Another weather radar app that I use more as a utility weather app than something on my home screen is Base Velocity’s RadarScope ($9.99 Universal). It takes a little getting used to and is not quite as fast at getting you a complete picture of what weather is affecting larger geographic areas. But it does offer a pro subscription that adds higher resolution imagery and real-time lightning strike information. It does this by allowing you to choose exactly which weather radar you want to view.

Planes and Satellites

Planes and Satellites

FAA – If you know the specific location and destination information of a plane in route, you can use almost any travel app to check the status of a particular flight. But what if you just want to know what plane is flying overhead in the sky right now? One of the simplest ways is to just ask Siri “what planes are overhead right now?” Siri uses WolframAlpha to access ADS-B from nearby airplanes.

FlightAware Flight Tracker (Free, Universal) on the other hand provides a more interactive and visual experience. In the app there is a “nearby” function that shows all of the flights overhead. You can tap on a plane and see who owns that plane. And its not just commercial passenger flights in the list; you can even track shipments of your packages from around the globe.

NORAD – A little higher up in the sky are the satellites that circumnavigate the globe. The most useful satellites are typically locked into a geostationary orbit, which makes them visible throughout the day. GoSatWatch ($9.99 Universal) can be used to track each and every satellite in orbit today. One cool use of this app is that it can be used to determine the best direction in which to point your satellite dish.

You can even add your own favorite satellites to the database. There are web sites that keep updated Two Line Element (TLE) data that you can access from within the app. This is one way NORAD tracks and shares the location information of all of the debris orbiting the planet. This is for those whose favorite satellite (or piece of space junk) of the nearly 100 million objects orbiting the earth is not included among the 200-object database included with the app. You just never know when the next tool bag will come crashing down to earth.

Planets and Stars

Planets and Stars

Star Walk – There really has been just one star-gazing app that has kept my interest over the years, and that is Vito Technology’s Star Walk ($0.99 iPhone, $2.99 iPad). One of the most interesting aspects of the app is its ability to show you how the stars move across the sky with the passage of time. You can gently spin the clock forward to create a perpetually moving night sky. At one time I dialed back the calendar to the moment I was born and even updated the location to the place on earth I was born. I just wanted to see how the universe looked when and where I first came into the world.

Equally as mesmerizing — and much more useful when identifying objects overhead — is the apps augmented reality mode. When in this mode you can line up the night’s sky with the database of celestial objects in the app and quickly identify every point of light in the sky. It even ties in nicely with the device’s compass and gyros to track the stars as you move around.

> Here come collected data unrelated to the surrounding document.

//! Export workers
//!
//! A worker owns one database connection and competes with its siblings for
//! work items on the shared queue. Each item goes through two phases:
//!
//! 1. **Load**: read the object and render its balloon. Interruptible by
//!    shutdown; an interrupted item is reported as unprocessed.
//! 2. **Commit**: emit a bundle directly, or add the object to this worker's
//!    accumulator for its class and flush it when full. Never interrupted.
//!
//! When the queue is closed and empty the worker drains: every open
//! accumulator is flushed, the transaction is committed and the connection
//! is released.

use super::accumulator::ObjectGroupAccumulator;
use super::queue::WorkQueue;
use super::shutdown_requested;
use super::sink::BundleSink;
use crate::adapters::database::ExportConnection;
use crate::balloon::BalloonRegistry;
use crate::config::CityKmlConfig;
use crate::core::reader::ObjectReader;
use crate::domain::{Bundle, CityObjectClass, ExportedObject, Lod, Result, WorkItem};
use std::collections::hash_map::Entry;
use std::collections::{BTreeMap, HashMap};
use std::sync::Arc;
use tokio::sync::watch;

/// Lifecycle of a worker
#[derive(Debug, Clone, Copy, PartialEq, Eq)]
pub enum WorkerState {
    Idle,
    Running,
    Draining,
    Stopped,
}

/// Settings shared read-only by every worker of a pool
#[derive(Debug, Clone)]
pub struct WorkerSettings {
    pub reader: ObjectReader,
    pub balloons: BalloonRegistry,
    group_limits: BTreeMap<CityObjectClass, usize>,
    default_group_limit: usize,
}

impl WorkerSettings {
    pub fn new(lod: Lod, balloons: BalloonRegistry, default_group_limit: usize) -> Self {
        Self {
            reader: ObjectReader::new(lod),
            balloons,
            group_limits: BTreeMap::new(),
            default_group_limit,
        }
    }

    /// Builds settings from configuration, compiling balloon templates once
    pub fn from_config(config: &CityKmlConfig) -> Self {
        let mut settings = Self::new(
            config.export.lod,
            BalloonRegistry::from_config(config),
            config.export.default_group_limit,
        );
        settings.group_limits = config.export.group_limits.clone();
        settings
    }

    pub fn with_group_limit(mut self, class: CityObjectClass, limit: usize) -> Self {
        self.group_limits.insert(class, limit);
        self
    }

    pub fn group_limit(&self, class: CityObjectClass) -> usize {
        self.group_limits
            .get(&class)
            .copied()
            .unwrap_or(self.default_group_limit)
            .max(1)
    }

    pub fn lod(&self) -> Lod {
        self.reader.lod()
    }
}

/// What one worker did before it stopped
#[derive(Debug, Clone, Default)]
pub struct WorkerReport {
    pub worker_id: usize,
    /// Items loaded and handed to the commit phase
    pub processed: usize,
    /// Items without geometry
    pub skipped: usize,
    /// Items whose load failed
    pub failed: usize,
    pub bundles_by_class: BTreeMap<CityObjectClass, usize>,
    pub objects_by_class: BTreeMap<CityObjectClass, usize>,
    /// Bundles the sink refused
    pub undelivered_bundles: usize,
    /// Items dequeued but not exported because of shutdown
    pub unprocessed: Vec<WorkItem>,
    pub connection_lost: bool,
    pub interrupted: bool,
}

impl WorkerReport {
    pub fn new(worker_id: usize) -> Self {
        Self {
            worker_id,
            ..Self::default()
        }
    }

    /// Items this worker took off the queue
    pub fn dequeued(&self) -> usize {
        self.processed + self.skipped + self.failed + self.unprocessed.len()
    }

    pub fn total_bundles(&self) -> usize {
        self.bundles_by_class.values().sum()
    }

    pub fn total_objects(&self) -> usize {
        self.objects_by_class.values().sum()
    }

    fn record_bundle(&mut self, class: CityObjectClass, objects: usize) {
        *self.bundles_by_class.entry(class).or_default() += 1;
        *self.objects_by_class.entry(class).or_default() += objects;
    }
}

pub struct ExportWorker<C: ExportConnection> {
    id: usize,
    connection: C,
    queue: WorkQueue<WorkItem>,
    sink: Arc<dyn BundleSink>,
    settings: Arc<WorkerSettings>,
    shutdown: watch::Receiver<bool>,
    state: WorkerState,
    accumulators: HashMap<CityObjectClass, ObjectGroupAccumulator>,
    report: WorkerReport,
}

impl<C: ExportConnection> ExportWorker<C> {
    pub fn new(
        id: usize,
        connection: C,
        queue: WorkQueue<WorkItem>,
        sink: Arc<dyn BundleSink>,
        settings: Arc<WorkerSettings>,
        shutdown: watch::Receiver<bool>,
    ) -> Self {
        Self {
            id,
            connection,
            queue,
            sink,
            settings,
            shutdown,
            state: WorkerState::Idle,
            accumulators: HashMap::new(),
            report: WorkerReport::new(id),
        }
    }

    pub fn id(&self) -> usize {
        self.id
    }

    pub fn state(&self) -> WorkerState {
        self.state
    }

    fn transition(&mut self, state: WorkerState) {
        tracing::debug!(worker = self.id, from = ?self.state, to = ?state, "Worker state change");
        self.state = state;
    }

    /// Consumes the queue until it is drained, shutdown is requested or the
    /// connection is lost, then releases the connection
    pub async fn run(&mut self) -> WorkerReport {
        self.transition(WorkerState::Running);
        let mut shutdown = self.shutdown.clone();

        loop {
            if *shutdown.borrow() {
                self.report.interrupted = true;
                break;
            }

            let next = tokio::select! {
                biased;
                _ = shutdown_requested(&mut shutdown) => None,
                item = self.queue.take() => Some(item),
            };
            let item = match next {
                None => {
                    self.report.interrupted = true;
                    break;
                }
                Some(None) => break,
                Some(Some(item)) => item,
            };

            let loaded = tokio::select! {
                biased;
                _ = shutdown_requested(&mut shutdown) => None,
                result = self.load(&item) => Some(result),
            };

            match loaded {
                None => {
                    tracing::info!(
                        worker = self.id,
                        object_id = %item.object_id(),
                        "Interrupted while loading, item left unprocessed"
                    );
                    self.report.unprocessed.push(item);
                    self.report.interrupted = true;
                    break;
                }
                Some(Ok(Some(object))) => self.commit(&item, object).await,
                Some(Ok(None)) => self.report.skipped += 1,
                Some(Err(e)) if e.is_connection_lost() => {
                    tracing::error!(
                        worker = self.id,
                        object_id = %item.object_id(),
                        error = %e,
                        "Database connection lost, worker stopping"
                    );
                    self.report.failed += 1;
                    self.report.connection_lost = true;
                    break;
                }
                Some(Err(e)) => {
                    tracing::warn!(
                        worker = self.id,
                        object_id = %item.object_id(),
                        class = %item.class(),
                        error = %e,
                        "Failed to export object"
                    );
                    self.report.failed += 1;
                }
            }
        }

        self.drain().await;
        std::mem::take(&mut self.report)
    }

    async fn load(&self, item: &WorkItem) -> Result<Option<ExportedObject>> {
        let Some(mut object) = self.settings.reader.read(&self.connection, item).await? else {
            return Ok(None);
        };

        if let Some(handler) = self.settings.balloons.get(item.class()) {
            object.placemark.description = handler
                .content(&self.connection, item.object_id(), self.settings.lod())
                .await?;
        }

        Ok(Some(object))
    }

    async fn commit(&mut self, item: &WorkItem, object: ExportedObject) {
        self.report.processed += 1;

        if !item.is_batchable() {
            self.emit(Bundle::single(object)).await;
            return;
        }

        let class = item.class();
        let limit = self.settings.group_limit(class);
        let full = match self.accumulators.entry(class) {
            Entry::Occupied(mut entry) => {
                entry.get_mut().add(object);
                entry.get().is_full()
            }
            Entry::Vacant(entry) => entry
                .insert(ObjectGroupAccumulator::start(object, limit))
                .is_full(),
        };

        if full {
            if let Some(accumulator) = self.accumulators.remove(&class) {
                self.emit(accumulator.flush()).await;
            }
        }
    }

    async fn emit(&mut self, bundle: Bundle) {
        let class = bundle.class;
        let size = bundle.size();
        let representative_id = bundle.representative_id;

        match self.sink.send(bundle).await {
            Ok(()) => self.report.record_bundle(class, size),
            Err(e) => {
                tracing::error!(
                    worker = self.id,
                    representative_id = %representative_id,
                    error = %e,
                    "Bundle could not be delivered"
                );
                self.report.undelivered_bundles += 1;
            }
        }
    }

    async fn drain(&mut self) {
        self.transition(WorkerState::Draining);

        let mut open: Vec<_> = self.accumulators.drain().collect();
        open.sort_by_key(|(class, _)| *class);
        for (_, accumulator) in open {
            self.emit(accumulator.flush()).await;
        }

        if !self.report.connection_lost {
            if let Err(e) = self.connection.commit().await {
                tracing::warn!(worker = self.id, error = %e, "Commit failed");
            }
        }
        self.connection.close().await;

        self.transition(WorkerState::Stopped);
        tracing::info!(
            worker = self.id,
            processed = self.report.processed,
            skipped = self.report.skipped,
            failed = self.report.failed,
            bundles = self.report.total_bundles(),
            unprocessed = self.report.unprocessed.len(),
            "Worker stopped"
        );
    }
}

Upcoming Events – Sometimes things overhead get more interesting when you know they are coming. That way you can make a point to be in a good location to maximize your opportunity to view the spectacle. Sky Live ($0.99 iPhone) is a companion app to Sky View that does just that. It provides information for celestial events near your present location.

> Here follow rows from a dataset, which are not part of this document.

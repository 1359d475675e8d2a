//! Work items handed from the dispatcher to export workers

use super::class::{CityObjectClass, DisplayForm};
use super::ids::{CityObjectId, GmlId};
use serde::{Deserialize, Serialize};

/// One object to export in one display form
///
/// Work items are immutable once created and consumed exactly once.
#[derive(Debug, Clone, PartialEq, Eq, Hash, Serialize, Deserialize)]
pub struct WorkItem {
    object_id: CityObjectId,
    gml_id: GmlId,
    class: CityObjectClass,
    display_form: DisplayForm,
    is_group_member: bool,
}

impl WorkItem {
    /// Creates a new work item
    pub fn new(
        object_id: CityObjectId,
        gml_id: GmlId,
        class: CityObjectClass,
        display_form: DisplayForm,
    ) -> Self {
        Self {
            object_id,
            gml_id,
            class,
            display_form,
            is_group_member: false,
        }
    }

    /// Marks the item as a member of an exported city object group
    pub fn as_group_member(mut self) -> Self {
        self.is_group_member = true;
        self
    }

    pub fn object_id(&self) -> CityObjectId {
        self.object_id
    }

    pub fn gml_id(&self) -> &GmlId {
        &self.gml_id
    }

    pub fn class(&self) -> CityObjectClass {
        self.class
    }

    pub fn display_form(&self) -> DisplayForm {
        self.display_form
    }

    pub fn is_group_member(&self) -> bool {
        self.is_group_member
    }

    /// Whether the item goes through a per-class accumulator
    pub fn is_batchable(&self) -> bool {
        self.display_form.is_model() && self.class.is_groupable()
    }
}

Sky & Telescope Magazine also has an updated list of online events that are happening each week. They even have a Newsstand app that you can use to manage your subscription to the magazine. Astronomy Magazine also has a weekly update of events that you can observe as well as a Newsstand app of their own. Between the Sky Live app and the two magazines, you will not miss out on much.

2 Responses to “How to spot birds, planes, and maybe even a superhero with your iPhone”

  1. I’ve used StarWalk and SkySafari to predict when Mercury would be visible so I could see it and photograph it. Because of local weather I only get to see it about one week per year.